スウェーデンであってスウェーデンでない「パラレルワールド」

 マルメ内でもローゼンゴードは特に外国人の居住者が多い地域。「子供がちゃんとしたスウェーデン語が話せなくなる」といった理由でそこから逃げ出すスウェーデン人も多く、その地はスウェーデンであってスウェーデンではない一種の別世界――「パラレルワールド」になっていた。

 夫はスウェーデン生まれだが両親は旧ユーゴからの移民なので、髪も目も茶色だ。スウェーデン語が話せない私は明らかに外国人。ブロンドで青い目をした人たちの社会から締め出し隔離するだけの「資格」が私たちにはあったのだろう。

 私はマルメの学校でスウェーデン語を学んだ。クラスメイトは、当然ではあるが、ほぼ全員が外国出自だった。アリというソマリア出身の少年がいて、最初の日にたまたま隣に座ったのがきっかけで、何となく仲良くなった。

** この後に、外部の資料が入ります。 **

//! Domain core for Devil's Voice: models, fixtures, rules and the state
//! transitions the UI drives. Nothing in here depends on Dioxus.

pub mod app;
pub mod auth;
pub mod catalog;
pub mod config;
pub mod error;
pub mod inbox;
pub mod models;
pub mod profile;
pub mod review;
pub mod rewards;

pub use app::{AppStore, NAV_ITEMS};
pub use auth::LoginForm;
pub use config::RulesConfig;
pub use error::{AuthError, ConfigError, NavigationError, ReviewError};
pub use models::{AppView, Message, MessageKind, Offer, OfferKind, Reward, RewardIcon, User};
pub use profile::ProfileForm;
pub use review::{Confidence, DeliveryTicket, ReviewFlow, ReviewStep, ShippingStatus};
pub use rewards::{format_points, Ledger, RewardRow};
use dioxus::prelude::*;
use store::catalog::{offers, FEATURED_TAGS};
use store::{Offer, OfferKind};

use crate::icons::{FaBolt, FaBox, FaBullseye, FaChevronRight, FaImage, FaMobileScreen};
use crate::Icon;

/// Offer list matched to the reviewer's profile.
#[component]
pub fn OffersView(on_select_offer: EventHandler<Offer>) -> Element {
    rsx! {
        div {
            class: "view-page",

            div {
                class: "view-header",
                div {
                    h2 { class: "view-title", "マッチング中の案件" }
                    p { class: "muted small", "あなたの属性と生活スタイルに基づくオファー" }
                }
            }

            div {
                class: "tag-strip",
                for tag in FEATURED_TAGS {
                    span { key: "{tag}", class: "tag-pill", "{tag}" }
                }
            }

            div {
                class: "card-list",
                for offer in offers() {
                    OfferCard {
                        key: "{offer.id}",
                        offer: offer.clone(),
                        on_select: move |offer: Offer| on_select_offer.call(offer),
                    }
                }
            }
        }
    }
}

#[component]
fn OfferCard(offer: Offer, on_select: EventHandler<Offer>) -> Element {
    let level = offer.reward_level;
    let kind_label = offer.kind.label();
    let shown_tags = &offer.tags[..offer.tags.len().min(2)];
    let selected = offer.clone();

    rsx! {
        div {
            class: "offer-card",
            onclick: move |_| on_select.call(selected.clone()),

            div {
                class: "offer-card-header",
                div {
                    class: "offer-badges",
                    span {
                        class: "level-badge",
                        if level == 3 {
                            Icon { icon: FaBolt, width: 10, height: 10 }
                        } else {
                            Icon { icon: FaBullseye, width: 10, height: 10 }
                        }
                        "Lv.{level}"
                    }
                    span {
                        class: "kind-badge",
                        {kind_icon(offer.kind)}
                        "{kind_label}"
                    }
                }
                span { class: "muted tiny", "{offer.company}" }
            }

            h3 { class: "offer-title", "{offer.title}" }
            p { class: "offer-description", "{offer.description}" }

            div {
                class: "offer-card-footer",
                div {
                    class: "offer-tags",
                    for tag in shown_tags {
                        span { key: "{tag}", class: "offer-tag", "{tag}" }
                    }
                }
                div {
                    class: "chevron",
                    Icon { icon: FaChevronRight, width: 16, height: 16 }
                }
            }
        }
    }
}

fn kind_icon(kind: OfferKind) -> Element {
    match kind {
        OfferKind::Physical => rsx! { Icon { icon: FaBox, width: 14, height: 14 } },
        OfferKind::Ux => rsx! { Icon { icon: FaMobileScreen, width: 14, height: 14 } },
        OfferKind::Design => rsx! { Icon { icon: FaImage, width: 14, height: 14 } },
    }
}
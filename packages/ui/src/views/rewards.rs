use dioxus::prelude::*;
use store::{format_points, Ledger, RewardIcon};

use crate::icons::{FaCar, FaCreditCard, FaGift, FaLock, FaTruck};
use crate::Icon;

/// Points balance, level progress and the reward table. Rows are display-only.
#[component]
pub fn RewardsView(ledger: Ledger) -> Element {
    let points = format_points(ledger.points);
    let progress = ledger.progress_percent;
    let unlocked = ledger.unlocked().count();
    let total = ledger.rows.len();

    rsx! {
        div {
            class: "view-page",
            h2 { class: "view-title", "獲得リワード" }

            div {
                class: "points-card",
                p { class: "field-label", "現在の貢献ポイント" }
                div {
                    class: "points-value",
                    "{points} "
                    span { class: "accent small", "PTS" }
                }
                div {
                    class: "level-band",
                    span { "Lv.1 レビュアー" }
                    span { "Lv.3 パートナー" }
                }
                div {
                    class: "progress-track",
                    div { class: "progress-fill", style: "width: {progress}%" }
                }
            }

            p { class: "muted small", "交換可能 {unlocked} / {total}" }

            div {
                class: "card-list",
                for row in ledger.rows.iter() {
                    div {
                        key: "{row.reward.id}",
                        class: row_class(row.locked),
                        div {
                            class: "reward-main",
                            div {
                                class: "reward-icon",
                                if row.locked {
                                    Icon { icon: FaLock, width: 16, height: 16 }
                                } else {
                                    {reward_icon(row.reward.icon)}
                                }
                            }
                            div {
                                h4 { class: "reward-title", "{row.reward.title}" }
                                span { class: "reward-level", "Lv.{row.reward.level} 必要" }
                            }
                        }
                        span { class: "reward-cost", "{row.reward.cost}" }
                    }
                }
            }
        }
    }
}

fn row_class(locked: bool) -> &'static str {
    if locked {
        "reward-row reward-row--locked"
    } else {
        "reward-row"
    }
}

fn reward_icon(icon: RewardIcon) -> Element {
    match icon {
        RewardIcon::Card => rsx! { Icon { icon: FaCreditCard, width: 20, height: 20 } },
        RewardIcon::Car => rsx! { Icon { icon: FaCar, width: 20, height: 20 } },
        RewardIcon::Truck => rsx! { Icon { icon: FaTruck, width: 20, height: 20 } },
        RewardIcon::Gift => rsx! { Icon { icon: FaGift, width: 20, height: 20 } },
    }
}
use dioxus::prelude::*;

fn main() {
    dioxus::launch(App);
}

/// Web build. Rules always come from the built-in defaults.
#[component]
fn App() -> Element {
    rsx! {
        // Global app resources
        document::Title { "DEVIL'S VOICE" }
        document::Link { rel: "stylesheet", href: ui::MAIN_CSS }

        ui::AppProvider {
            ui::AppShell {}
        }
    }
}
//! This crate contains all shared UI for the workspace.

use dioxus::prelude::*;

// Re-export icon library
pub use dioxus_free_icons::Icon;
pub mod icons {
    pub use dioxus_free_icons::icons::fa_solid_icons::*;
}

pub mod views;

pub const MAIN_CSS: Asset = asset!("/assets/main.css");

mod app_state;
pub use app_state::{load_rules, use_app, AppProvider};

mod navbar;
pub use navbar::Navbar;

mod schedule;
pub use schedule::sleep_ms;

mod shell;
pub use shell::AppShell;
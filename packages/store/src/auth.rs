//! Sign-up gate: university email, reality-check answer and NDA agreement.

use crate::catalog::SEED_TAGS;
use crate::config::AuthRules;
use crate::error::AuthError;
use crate::models::User;

/// Contents of the sign-up form.
#[derive(Clone, Debug, Default, PartialEq)]
pub struct LoginForm {
    pub email: String,
    /// Answer to the cafeteria reality-check question.
    pub answer: String,
    pub agreed: bool,
}

impl LoginForm {
    /// The submit button is enabled only while the agreement box is ticked.
    pub fn can_submit(&self) -> bool {
        self.agreed
    }

    /// Run the checks in order; the first failure wins.
    pub fn validate(&self, rules: &AuthRules) -> Result<(), AuthError> {
        if !self.email.ends_with(&rules.email_suffix) {
            return Err(AuthError::InvalidEmailDomain {
                suffix: rules.email_suffix.clone(),
            });
        }
        if self.answer.trim().chars().count() < rules.min_answer_chars {
            return Err(AuthError::InsufficientAnswer);
        }
        if !self.agreed {
            return Err(AuthError::AgreementRequired);
        }
        Ok(())
    }

    /// Validate and build the new reviewer. The inbox starts empty; the
    /// store seeds it when the login is applied.
    pub fn login(&self, rules: &AuthRules) -> Result<User, AuthError> {
        self.validate(rules)?;
        Ok(User {
            email: self.email.clone(),
            name: None,
            tags: SEED_TAGS.iter().map(|t| t.to_string()).collect(),
            points: rules.starting_points,
            address: None,
            messages: Vec::new(),
        })
    }
}

#[cfg(test)]
mod tests {
    use super::*;

    fn form(email: &str, answer: &str, agreed: bool) -> LoginForm {
        LoginForm {
            email: email.to_string(),
            answer: answer.to_string(),
            agreed,
        }
    }

    #[test]
    fn wrong_domain_fails_regardless_of_other_fields() {
        let rules = AuthRules::default();
        for f in [
            form("a@gmail.com", "ramen is bad", true),
            form("a@u.ac.jp.com", "", false),
            form("", "x", true),
            form("a@u.AC.JP", "ok!", true),
        ] {
            assert!(matches!(
                f.validate(&rules),
                Err(AuthError::InvalidEmailDomain { .. })
            ));
        }
    }

    #[test]
    fn short_trimmed_answer_fails() {
        let rules = AuthRules::default();
        for answer in ["", " ", "a", "  a  ", "麺"] {
            assert_eq!(
                form("a@u.ac.jp", answer, true).validate(&rules),
                Err(AuthError::InsufficientAnswer)
            );
        }
        assert!(form("a@u.ac.jp", "麺が", true).validate(&rules).is_ok());
    }

    #[test]
    fn agreement_is_checked_last() {
        let rules = AuthRules::default();
        assert_eq!(
            form("a@u.ac.jp", "ramen is bad", false).validate(&rules),
            Err(AuthError::AgreementRequired)
        );
        assert_eq!(
            form("a@u.ac.jp", "", false).validate(&rules),
            Err(AuthError::InsufficientAnswer)
        );
    }

    #[test]
    fn submit_follows_agreement_only() {
        assert!(!form("a@u.ac.jp", "ramen is bad", false).can_submit());
        assert!(form("", "", true).can_submit());
    }

    #[test]
    fn successful_login_builds_seed_user() {
        let user = form("a@u.ac.jp", "ramen is bad", true)
            .login(&AuthRules::default())
            .unwrap();
        assert_eq!(user.email, "a@u.ac.jp");
        assert_eq!(user.points, 1250);
        assert_eq!(
            user.tags,
            vec!["#京都芸術大", "#コスパ重視", "#辛口レビュアー", "#iPhoneユーザー"]
        );
        assert!(user.messages.is_empty());
        assert!(user.name.is_none() && user.address.is_none());
    }
}
use dioxus::prelude::*;
use store::{AppView, NAV_ITEMS};

use crate::app_state::use_app;
use crate::icons::{FaCircleUser, FaEnvelope, FaGift, FaList};
use crate::Icon;

/// Bottom navigation bar. The inbox entry carries the unread badge.
#[component]
pub fn Navbar() -> Element {
    let app = use_app();
    let (current, unread) = {
        let store = app.read();
        (store.view(), store.unread_count())
    };

    rsx! {
        nav {
            class: "navbar",
            for view in NAV_ITEMS {
                if view == AppView::Messages {
                    div { class: "navbar-divider" }
                }
                NavButton {
                    view,
                    active: view == current,
                    unread,
                }
            }
        }
    }
}

#[component]
fn NavButton(view: AppView, active: bool, unread: usize) -> Element {
    let mut app = use_app();
    let class = if active { "nav-button nav-button--active" } else { "nav-button" };
    let badge = if view == AppView::Messages { unread } else { 0 };
    let label = view.nav_label();

    rsx! {
        button {
            class,
            onclick: move |_| {
                if let Err(e) = app.write().navigate(view) {
                    tracing::warn!("navigation rejected: {}", e);
                }
            },
            div {
                class: "nav-icon",
                {nav_icon(view)}
                if badge > 0 {
                    span { class: "nav-badge", "{badge}" }
                }
            }
            span { class: "nav-label", "{label}" }
        }
    }
}

fn nav_icon(view: AppView) -> Element {
    match view {
        AppView::Rewards => rsx! { Icon { icon: FaGift, width: 20, height: 20 } },
        AppView::Messages => rsx! { Icon { icon: FaEnvelope, width: 20, height: 20 } },
        AppView::Profile => rsx! { Icon { icon: FaCircleUser, width: 20, height: 20 } },
        _ => rsx! { Icon { icon: FaList, width: 20, height: 20 } },
    }
}
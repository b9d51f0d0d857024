//! Platform-aware one-shot delay.

use std::time::Duration;

/// Sleep for `ms` milliseconds on the current runtime.
pub async fn sleep_ms(ms: u64) {
    #[cfg(target_arch = "wasm32")]
    gloo_timers::future::sleep(Duration::from_millis(ms)).await;
    #[cfg(not(target_arch = "wasm32"))]
    tokio::time::sleep(Duration::from_millis(ms)).await;
}
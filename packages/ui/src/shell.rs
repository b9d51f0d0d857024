//! View selector: renders the screen for the store's current [`AppView`] and
//! wires each screen's callbacks to the matching store transition.

use dioxus::prelude::*;
use store::review::ReviewSubmission;
use store::{AppView, Offer, User};

use crate::app_state::use_app;
use crate::navbar::Navbar;
use crate::views::{AuthView, MessagesView, OffersView, ProfileView, ReviewView, RewardsView};

#[component]
pub fn AppShell() -> Element {
    let mut app = use_app();
    let store = app();

    let content = match store.view() {
        AppView::Auth => rsx! {
            AuthView {
                rules: store.rules().auth.clone(),
                on_login: move |user: User| {
                    if let Err(e) = app.write().login(user) {
                        tracing::warn!("sign-in rejected: {}", e);
                    }
                },
            }
        },
        AppView::Offers => rsx! {
            OffersView {
                on_select_offer: move |offer: Offer| {
                    if let Err(e) = app.write().select_offer(&offer) {
                        tracing::warn!("offer selection rejected: {}", e);
                    }
                },
            }
        },
        AppView::Review => match store.selected_offer() {
            Some(offer) => rsx! {
                ReviewView {
                    offer: offer.clone(),
                    user: store.user().cloned(),
                    rules: store.rules().review.clone(),
                    on_complete: move |submission: ReviewSubmission| {
                        tracing::info!(
                            offer = submission.offer_id,
                            chars = submission.text.chars().count(),
                            confidence = ?submission.confidence.map(|c| c.stars()),
                            "review submitted"
                        );
                        if let Err(e) = app.write().complete_review() {
                            tracing::warn!("completion rejected: {}", e);
                        }
                    },
                    on_cancel: move |_| app.write().cancel_review(),
                    on_request_profile_edit: move |notice: Option<String>| {
                        if let Err(e) = app.write().request_profile_edit(notice) {
                            tracing::warn!("profile edit rejected: {}", e);
                        }
                    },
                }
            },
            None => rsx! {},
        },
        AppView::Rewards => rsx! {
            RewardsView { ledger: store.ledger() }
        },
        AppView::Messages => match store.user() {
            Some(user) => rsx! {
                MessagesView {
                    messages: user.messages.clone(),
                    on_open: move |id: String| {
                        if !app.write().open_message(&id) {
                            tracing::warn!(id = %id, "opened an unknown message");
                        }
                    },
                }
            },
            None => rsx! {},
        },
        AppView::Profile => match store.user() {
            Some(user) => rsx! {
                ProfileView {
                    user: user.clone(),
                    notice: store.notice().map(str::to_string),
                    on_save: move |user: User| {
                        if let Err(e) = app.write().save_profile(user) {
                            tracing::warn!("profile save rejected: {}", e);
                        }
                    },
                }
            },
            None => rsx! {},
        },
    };

    rsx! {
        div {
            class: "app-frame",
            div { class: "ambience ambience--blue" }
            div { class: "ambience ambience--red" }
            main {
                class: "app-main",
                {content}
            }
            if store.shows_nav() {
                Navbar {}
            }
        }
    }
}
//! Error types for the sign-up gate, the review flow and view navigation.
//!
//! Display strings are the messages shown inline in the UI.

use thiserror::Error;

use crate::models::AppView;

#[derive(Error, Debug, Clone, PartialEq, Eq)]
pub enum AuthError {
    #[error("大学のメールアドレス（{suffix}）のみ参加可能です。")]
    InvalidEmailDomain { suffix: String },

    #[error("生活実感を伴う回答を入力してください。")]
    InsufficientAnswer,

    #[error("プロジェクトに参加するには、秘密保持契約への同意が必要です。")]
    AgreementRequired,
}

#[derive(Error, Debug, Clone, PartialEq, Eq)]
pub enum ReviewError {
    #[error("サンプルを受け取るには、マイページで住所を登録する必要があります。")]
    MissingShippingAddress,

    #[error("レビューは最低 {min} 文字必要です（現在 {actual} 文字）。")]
    ReviewTooShort { min: usize, actual: usize },

    #[error("サンプルの到着後にレビューを入力できます。")]
    FormNotOpen,
}

#[derive(Error, Debug, Clone, PartialEq, Eq)]
pub enum NavigationError {
    #[error("ログインが必要です。")]
    NotSignedIn,

    #[error("進行中のレビューがありません。")]
    NoActiveReview,

    #[error("{0:?} is not reachable from the navigation bar")]
    NotNavigable(AppView),

    #[error("すでにログインしています。")]
    AlreadySignedIn,

    #[error("{actual:?} cannot perform a transition that starts from {expected:?}")]
    WrongView { expected: AppView, actual: AppView },
}

#[derive(Error, Debug)]
pub enum ConfigError {
    #[error("Failed to read config file: {0}")]
    Read(#[from] std::io::Error),

    #[error("Failed to parse config: {0}")]
    Parse(#[from] toml::de::Error),
}

#[cfg(test)]
mod tests {
    use super::*;

    #[test]
    fn email_error_names_the_suffix() {
        let err = AuthError::InvalidEmailDomain {
            suffix: ".ac.jp".to_string(),
        };
        assert_eq!(err.to_string(), "大学のメールアドレス（.ac.jp）のみ参加可能です。");
    }

    #[test]
    fn too_short_reports_counts() {
        let err = ReviewError::ReviewTooShort { min: 50, actual: 12 };
        assert!(err.to_string().contains("50"));
        assert!(err.to_string().contains("12"));
    }
}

 彼はいつも私に、「鉛筆貸して」「プリント貸して」と言い、なかなか返さないので、彼にイライラしてはいたのだが、彼はいつも私に頼り、モノを借りていた。「日本語教えて」とか「髪の毛切って」と言われたこともある。

 彼は20代の初めくらいで、私とは10歳以上の年齢差があった。私に「お姉さん」とか「お母さん」とか、そんな風な親しみを感じてくれていたのではなかっただろうかと思う。

 学校では、数人のグループで議論してリポートを書くといった課題も多かったので、教室を離れた場で、クラスメイトと互いに個人的な話をする機会も多かった。

ソマリアから命からがら逃れてきたアリ

 アリは聞かれるまま、ぽつぽつと自分のことを話した。13歳の時国を出たこと。戦闘が激化し、少年が拉致され強制的に戦闘に従事させられるようになったので、彼の母が彼を出国させたこと。5歳年上のいとこと一緒に、トラックの荷台に乗って3週間砂漠を走ったこと。リビアの海岸までたどり着き、欧州行きのボートを待っていたこと。

 ゴムボートが到着した時、大勢の人が殺到して乗り込もうとしたためボートが転覆し、泳げなかった彼のいとこが溺れて死んだこと。漂流中、水も食糧も尽きて人々が海水を飲み始め、ボートの中で大勢が死んだこと。